### RECORDS PROVIDED
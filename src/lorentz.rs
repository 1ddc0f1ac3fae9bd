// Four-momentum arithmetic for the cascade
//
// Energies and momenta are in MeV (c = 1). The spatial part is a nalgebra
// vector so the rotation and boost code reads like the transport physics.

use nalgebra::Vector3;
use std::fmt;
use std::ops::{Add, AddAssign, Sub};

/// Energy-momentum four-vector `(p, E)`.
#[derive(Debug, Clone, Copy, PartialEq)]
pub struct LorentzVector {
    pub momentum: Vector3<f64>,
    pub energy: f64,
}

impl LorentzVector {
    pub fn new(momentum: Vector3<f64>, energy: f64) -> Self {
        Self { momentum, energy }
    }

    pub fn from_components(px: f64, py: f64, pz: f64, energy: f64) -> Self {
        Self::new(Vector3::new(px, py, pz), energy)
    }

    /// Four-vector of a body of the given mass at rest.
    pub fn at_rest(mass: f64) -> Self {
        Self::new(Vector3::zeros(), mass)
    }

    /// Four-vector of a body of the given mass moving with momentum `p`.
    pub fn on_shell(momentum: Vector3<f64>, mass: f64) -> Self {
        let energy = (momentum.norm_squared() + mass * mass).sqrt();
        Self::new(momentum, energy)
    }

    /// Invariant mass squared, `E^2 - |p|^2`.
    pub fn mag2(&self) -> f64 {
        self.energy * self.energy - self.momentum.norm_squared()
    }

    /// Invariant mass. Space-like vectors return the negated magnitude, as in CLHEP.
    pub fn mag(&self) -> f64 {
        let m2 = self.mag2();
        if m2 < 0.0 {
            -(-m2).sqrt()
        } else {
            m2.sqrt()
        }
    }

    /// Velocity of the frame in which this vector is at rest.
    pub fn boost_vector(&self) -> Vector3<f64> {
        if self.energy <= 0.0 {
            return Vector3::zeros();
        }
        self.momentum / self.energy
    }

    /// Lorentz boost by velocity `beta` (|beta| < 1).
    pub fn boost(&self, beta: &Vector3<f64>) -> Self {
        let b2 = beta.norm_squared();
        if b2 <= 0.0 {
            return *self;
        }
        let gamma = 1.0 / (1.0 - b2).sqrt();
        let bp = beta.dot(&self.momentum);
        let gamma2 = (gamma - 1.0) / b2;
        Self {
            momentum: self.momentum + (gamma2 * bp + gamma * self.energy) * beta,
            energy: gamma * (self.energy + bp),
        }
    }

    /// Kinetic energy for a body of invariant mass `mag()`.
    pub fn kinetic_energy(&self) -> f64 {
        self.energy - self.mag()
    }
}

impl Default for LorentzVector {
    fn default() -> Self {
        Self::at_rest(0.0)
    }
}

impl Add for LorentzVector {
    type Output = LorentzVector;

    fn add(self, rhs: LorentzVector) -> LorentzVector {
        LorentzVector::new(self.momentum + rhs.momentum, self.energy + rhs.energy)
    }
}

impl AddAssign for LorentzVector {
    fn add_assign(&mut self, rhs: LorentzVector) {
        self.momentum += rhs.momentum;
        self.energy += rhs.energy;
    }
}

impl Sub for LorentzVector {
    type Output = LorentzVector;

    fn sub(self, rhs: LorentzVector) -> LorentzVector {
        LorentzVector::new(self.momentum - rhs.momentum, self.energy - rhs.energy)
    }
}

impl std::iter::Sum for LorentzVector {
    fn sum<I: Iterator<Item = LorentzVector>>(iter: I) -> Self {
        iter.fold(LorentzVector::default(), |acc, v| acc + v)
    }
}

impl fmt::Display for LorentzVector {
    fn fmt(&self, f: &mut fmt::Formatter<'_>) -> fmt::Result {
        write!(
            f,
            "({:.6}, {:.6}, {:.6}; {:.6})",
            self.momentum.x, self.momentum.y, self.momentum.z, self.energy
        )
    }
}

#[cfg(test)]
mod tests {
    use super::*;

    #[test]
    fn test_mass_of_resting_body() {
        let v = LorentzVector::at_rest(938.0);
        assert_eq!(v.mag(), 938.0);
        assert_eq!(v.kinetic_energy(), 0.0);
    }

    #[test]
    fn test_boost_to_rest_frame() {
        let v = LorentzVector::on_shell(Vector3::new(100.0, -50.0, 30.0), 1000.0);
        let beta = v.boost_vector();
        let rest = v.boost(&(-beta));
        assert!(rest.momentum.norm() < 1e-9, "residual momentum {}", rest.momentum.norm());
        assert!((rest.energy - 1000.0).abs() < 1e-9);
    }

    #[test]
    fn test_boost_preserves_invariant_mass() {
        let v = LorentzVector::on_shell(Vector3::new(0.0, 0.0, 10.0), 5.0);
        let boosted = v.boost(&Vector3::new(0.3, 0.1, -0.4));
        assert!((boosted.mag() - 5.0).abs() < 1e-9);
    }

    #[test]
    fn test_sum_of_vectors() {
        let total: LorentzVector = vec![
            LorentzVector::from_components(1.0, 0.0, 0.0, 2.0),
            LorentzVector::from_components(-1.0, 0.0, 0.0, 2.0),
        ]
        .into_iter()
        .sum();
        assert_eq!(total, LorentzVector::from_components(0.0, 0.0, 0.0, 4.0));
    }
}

### EXERCISE
Looking at the listing above, which lines hold "impl"? Copy every such line.

### FINAL ANSWER
impl LorentzVector {
impl Default for LorentzVector {
impl Add for LorentzVector {
impl AddAssign for LorentzVector {
impl Sub for LorentzVector {
impl std::iter::Sum for LorentzVector {
impl fmt::Display for LorentzVector {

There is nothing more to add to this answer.